The next week, your daughter is quiet. She doesn’t want to go to practice. She has bad dreams. She can’t articulate what’s wrong.

This is normal. Here is what to do.

Name what happened

Don’t pretend the game was just another game. Sit down with her on Sunday or Monday. That was scary on Saturday. What you saw is hard to see. How are you doing with it?

Use the actual words. Scary. Hard. Saw. The avoidance is what makes the memory loop. The naming is what gives her permission to feel.

Listen for what scared her

It’s usually one of three things.

The injury itself. The crack of the bone.
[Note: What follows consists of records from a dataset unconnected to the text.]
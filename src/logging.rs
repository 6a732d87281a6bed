//! Console logger setup.
//!
//! Benchmark results are printed to stdout by the driver; everything else
//! (progress, warnings, algorithm failures) goes through the `log` facade so
//! it can be filtered or silenced without touching the results stream.

use log::LevelFilter;
use log4rs::append::console::{ConsoleAppender, Target};
use log4rs::config::{Appender, Config, Root};
use log4rs::encode::pattern::PatternEncoder;

use crate::{Result, SortBenchError};

/// Initialize a stderr console logger at the given level. Call once at
/// startup.
pub fn init(level: LevelFilter) -> Result<()> {
    let stderr = ConsoleAppender::builder()
        .target(Target::Stderr)
        .encoder(Box::new(PatternEncoder::new("{d(%H:%M:%S)} {l:<5} {m}{n}")))
        .build();

    let config = Config::builder()
        .appender(Appender::builder().build("stderr", Box::new(stderr)))
        .build(Root::builder().appender("stderr").build(level))
        .map_err(|e| SortBenchError::Logging(e.to_string()))?;

    log4rs::init_config(config).map_err(|e| SortBenchError::Logging(e.to_string()))?;
    Ok(())
}
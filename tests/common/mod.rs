#![allow(dead_code)]

use std::path::{Path, PathBuf};

use sortbench::Row;

pub fn write_csv(dir: &Path, name: &str, contents: &str) -> PathBuf {
    let path = dir.join(name);
    std::fs::write(&path, contents).expect("Failed to write test CSV");
    path
}

/// Rows with a single field recording the original position.
pub fn rows_with_keys(keys: &[f64]) -> Vec<Row> {
    keys.iter()
        .enumerate()
        .map(|(i, &key)| Row::new(key, vec![i.to_string()]))
        .collect()
}
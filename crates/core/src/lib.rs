//! Verdant Core - Shared types library.
//!
//! This crate provides common types used across all Verdant Market components:
//! - `api` - JSON API server for catalog, settings, and storage URLs
//! - `cli` - Command-line tools for migrations and seeding
//!
//! # Architecture
//!
//! The core crate contains only types and traits - no I/O, no database access,
//! no HTTP clients. This keeps it lightweight and allows it to be used anywhere.
//!
//! # Modules
//!
//! - [`types`] - Newtype wrappers for type-safe IDs, prices, and emails

#![cfg_attr(not(test), forbid(unsafe_code))]

pub mod types;

pub use types::*;
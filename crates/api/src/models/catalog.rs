//! Catalog entity models.
//!
//! All catalog entities share the same lifecycle: created via the API,
//! soft-deleted by setting `deleted_at`, and excluded from reads once the
//! marker is set. Models here never carry the marker; rows with it set do
//! not leave the repository layer.

use chrono::{DateTime, Utc};
use rust_decimal::Decimal;
use serde::{Deserialize, Serialize};

use verdant_core::{CategoryId, CustomerId, DiscountId, Email, ProductId};

/// A product category.
#[derive(Debug, Clone, Serialize)]
pub struct Category {
    pub id: CategoryId,
    pub name: String,
    pub slug: String,
    pub description: Option<String>,
    pub created_at: DateTime<Utc>,
}

/// Payload for creating a category.
#[derive(Debug, Deserialize)]
pub struct NewCategory {
    pub name: String,
    pub slug: String,
    #[serde(default)]
    pub description: Option<String>,
}

/// A customer record.
#[derive(Debug, Clone, Serialize)]
pub struct Customer {
    pub id: CustomerId,
    pub email: Email,
    pub first_name: String,
    pub last_name: String,
    pub phone: Option<String>,
    pub created_at: DateTime<Utc>,
}

/// Payload for creating a customer.
#[derive(Debug, Deserialize)]
pub struct NewCustomer {
    pub email: String,
    pub first_name: String,
    pub last_name: String,
    #[serde(default)]
    pub phone: Option<String>,
}

/// A discount code.
#[derive(Debug, Clone, Serialize)]
pub struct Discount {
    pub id: DiscountId,
    pub code: String,
    pub percent_off: Decimal,
    pub starts_at: Option<DateTime<Utc>>,
    pub ends_at: Option<DateTime<Utc>>,
    pub created_at: DateTime<Utc>,
}

/// Payload for creating a discount.
#[derive(Debug, Deserialize)]
pub struct NewDiscount {
    pub code: String,
    pub percent_off: Decimal,
    #[serde(default)]
    pub starts_at: Option<DateTime<Utc>>,
    #[serde(default)]
    pub ends_at: Option<DateTime<Utc>>,
}

/// A product.
#[derive(Debug, Clone, Serialize)]
pub struct Product {
    pub id: ProductId,
    pub name: String,
    pub description: Option<String>,
    pub price: Decimal,
    pub category_id: Option<CategoryId>,
    pub image_path: Option<String>,
    pub created_at: DateTime<Utc>,
}

/// Payload for creating a product.
#[derive(Debug, Deserialize)]
pub struct NewProduct {
    pub name: String,
    pub description: Option<String>,
    pub price: Decimal,
    #[serde(default)]
    pub category_id: Option<CategoryId>,
    #[serde(default)]
    pub image_path: Option<String>,
}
The visual of the leg.

The parent’s reaction. Watching another mom lose composure is more frightening for kids than the injury sometimes. Adults are supposed to be in control. The mom screaming was the adult losing control.

The fear that it could be her. That could have been me on the field. This is the most common one and the one kids are least likely to articulate.
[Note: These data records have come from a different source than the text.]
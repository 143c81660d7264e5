//! Verdant CLI - Database migrations and management tools.
//!
//! # Usage
//!
//! ```bash
//! # Run database migrations
//! verdant-cli migrate
//!
//! # Seed demo catalog data for local development
//! verdant-cli seed
//! ```
//!
//! # Commands
//!
//! - `migrate` - Run database migrations
//! - `seed` - Seed database with demo data

#![cfg_attr(not(test), forbid(unsafe_code))]

use clap::{Parser, Subcommand};

mod commands;

#[derive(Parser)]
#[command(name = "verdant-cli")]
#[command(author, version, about = "Verdant Market CLI tools")]
struct Cli {
    #[command(subcommand)]
    command: Commands,
}

#[derive(Subcommand)]
enum Commands {
    /// Run database migrations
    Migrate,
    /// Seed the database with demo catalog data
    Seed,
}

#[tokio::main]
async fn main() {
    // Initialize tracing
    tracing_subscriber::fmt::init();

    let cli = Cli::parse();

    let result: Result<(), Box<dyn std::error::Error>> = run(cli).await;

    if let Err(e) = result {
        tracing::error!("Command failed: {e}");
        std::process::exit(1);
    }
}

async fn run(cli: Cli) -> Result<(), Box<dyn std::error::Error>> {
    match cli.command {
        Commands::Migrate => commands::migrate::run().await?,
        Commands::Seed => commands::seed::run().await?,
    }
    Ok(())
}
Ask gentle questions. What part keeps coming back? Listen for the answer.

What not to say

She’s going to be fine. You don’t know that. The teammate may have a long recovery. Don’t make promises about other kids’ bodies.

That’s why we wear shin guards. Don’t bring up safety equipment in this moment. It sounds like a lecture and shifts focus from her feelings to your prevention plan.
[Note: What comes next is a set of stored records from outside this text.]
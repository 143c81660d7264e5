//! Typed accessors over the generic settings store.
//!
//! Each admin settings domain (homepage, calculation, product-cost) pins a
//! fixed key and tab and gives the opaque JSON payload a concrete shape.
//! No business validation happens here; shape correctness is the form's
//! responsibility and the store accepts whatever serializes.

use rust_decimal::Decimal;
use serde::{Deserialize, Serialize, de::DeserializeOwned};

use verdant_core::{CurrencyCode, ProductId};

use crate::db::{RepositoryError, SettingsRepository};

/// Error type for typed settings access.
#[derive(Debug, thiserror::Error)]
pub enum SettingsError {
    #[error("database error: {0}")]
    Repository(#[from] RepositoryError),
    #[error("serialization error: {0}")]
    Serialization(#[from] serde_json::Error),
}

/// Coarse settings category discriminator, stored in the `tab` column.
#[derive(Debug, Clone, Copy, PartialEq, Eq, Serialize, Deserialize)]
#[serde(rename_all = "snake_case")]
pub enum SettingsTab {
    Homepage,
    Calculation,
    ProductCost,
}

impl SettingsTab {
    /// Stable wire string, as stored in the database.
    #[must_use]
    pub const fn as_str(&self) -> &'static str {
        match self {
            Self::Homepage => "homepage",
            Self::Calculation => "calculation",
            Self::ProductCost => "product_cost",
        }
    }
}

impl std::fmt::Display for SettingsTab {
    fn fmt(&self, f: &mut std::fmt::Formatter<'_>) -> std::fmt::Result {
        f.write_str(self.as_str())
    }
}

/// A settings domain: a fixed key/tab pair with a typed payload.
///
/// The `Send + Sync + 'static` bounds let domain types flow through axum
/// handlers generically.
pub trait SettingsDomain: Serialize + DeserializeOwned + Send + Sync + 'static {
    /// Settings document key, unique across all tabs.
    const KEY: &'static str;
    /// Tab this domain's document lives under.
    const TAB: SettingsTab;
}

/// Load a domain's settings document, if one has been saved.
///
/// # Errors
///
/// Returns `SettingsError::Repository` if the query fails, or
/// `SettingsError::Serialization` if a stored payload does not match the
/// domain shape.
pub async fn load<T: SettingsDomain>(
    repo: &SettingsRepository<'_>,
) -> Result<Option<T>, SettingsError> {
    let record = repo.get(T::KEY).await?;
    match record {
        Some(record) => Ok(Some(serde_json::from_value(record.data)?)),
        None => Ok(None),
    }
}

/// Save a domain's settings document, replacing any previous payload
/// wholesale.
///
/// # Errors
///
/// Returns `SettingsError::Repository` if the upsert fails.
pub async fn save<T: SettingsDomain>(
    repo: &SettingsRepository<'_>,
    settings: &T,
) -> Result<(), SettingsError> {
    let data = serde_json::to_value(settings)?;
    repo.upsert(T::KEY, T::TAB.as_str(), &data).await?;
    Ok(())
}

// =============================================================================
// Domain Payloads
// =============================================================================

/// Homepage layout: an ordered list of merchandising sections.
#[derive(Debug, Clone, PartialEq, Eq, Serialize, Deserialize, Default)]
pub struct HomepageSettings {
    pub sections: Vec<HomepageSection>,
}

/// One homepage section: a heading plus the products it features.
#[derive(Debug, Clone, PartialEq, Eq, Serialize, Deserialize)]
pub struct HomepageSection {
    pub id: String,
    pub title: String,
    #[serde(default)]
    pub subtitle: Option<String>,
    #[serde(default)]
    pub product_ids: Vec<ProductId>,
}

impl SettingsDomain for HomepageSettings {
    const KEY: &'static str = "homepage_v1";
    const TAB: SettingsTab = SettingsTab::Homepage;
}

/// Cost-calculation inputs used by the admin margin calculator.
#[derive(Debug, Clone, PartialEq, Eq, Serialize, Deserialize, Default)]
pub struct CalculationSettings {
    pub cost_categories: Vec<CostCategory>,
}

/// A named cost bucket with a percentage rate.
#[derive(Debug, Clone, PartialEq, Eq, Serialize, Deserialize)]
pub struct CostCategory {
    pub name: String,
    pub rate_percent: Decimal,
}

impl SettingsDomain for CalculationSettings {
    const KEY: &'static str = "calculation_v1";
    const TAB: SettingsTab = SettingsTab::Calculation;
}

/// Defaults applied when costing a new product.
#[derive(Debug, Clone, PartialEq, Eq, Serialize, Deserialize)]
pub struct ProductCostSettings {
    pub currency: CurrencyCode,
    pub default_margin_percent: Decimal,
    pub shipping_flat_fee: Decimal,
}

impl SettingsDomain for ProductCostSettings {
    const KEY: &'static str = "product_cost_v1";
    const TAB: SettingsTab = SettingsTab::ProductCost;
}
You’re so brave. She doesn’t feel brave. The compliment doesn’t land.

What to say

That’s a lot to process. We can talk about it as much or as little as you want. I’m here whenever.

Then be there. Don’t bring it up every day. Don’t avoid it. If she brings it up at dinner Tuesday, listen. If she doesn’t bring it up, don’t push.

What to do about practice

The first practice back is the hard one. Tell her ahead of time. Tuesday will probably feel weird. The team will be different without Maya. That’s okay. We’ll see how it goes.

Don’t promise she has to stay the whole practice. If you need to leave halfway through, we can. This is not coddling. This is reducing the threshold to going at all. Most kids who go with the option to leave early end up staying.

If she refuses to go to practice, that’s data. Don’t force it. Skip Tuesday. Try Thursday. Most kids return on their own timeline within two weeks.

Reaching out to the teammate

If she has a relationship with the injured teammate, encourage her to reach out. A text. A drawing. A short visit at home if that’s appropriate.

The act of caring for the injured friend is part of how she processes her own fear. It’s not a fix, but it shifts her from witness to participant.

If she doesn’t have that relationship, don’t manufacture one. The point is not to perform care. The point is to feel her own response.

When the response is more than a week

Most kids settle within seven to ten days. If she is still anxious about practice in week three, still having bad dreams, still unable to talk about it, that’s a different conversation.

Talk to your pediatrician. Ask whether a session or two with a child therapist would help. Some injuries leave a small mental wake. A trained adult can help her work through it in a way you cannot, and that’s not a failure on your part.

The quiet adjustment

Sometimes the response is not anxiety. Sometimes she just plays a little less aggressively for a few weeks. Pulls up on a tackle she would have made before. Hesitates on a fifty-fifty ball.

This is fine. It will adjust over time. Don’t tell her to play harder. The hesitation is her body telling her she saw something hard, and her caution is part of how she heals.

By midseason, the hesitation will fade. Don’t rush it.

The longer arc

Kids who have seen a teammate hurt remember it. They remember the crack, the scream, the ambulance. They process the memory differently as they age. By fourteen, the memory will have less power. By eighteen, it may even be a story she tells about her childhood.

What lasts is the version of you who sat with her. The parent who didn’t avoid the conversation, didn’t rush the recovery, didn’t make her be brave on a schedule.

That parent is the one she calls at twenty-two when something hard happens at college.

The work you do now is invisible. The work you do now is the work.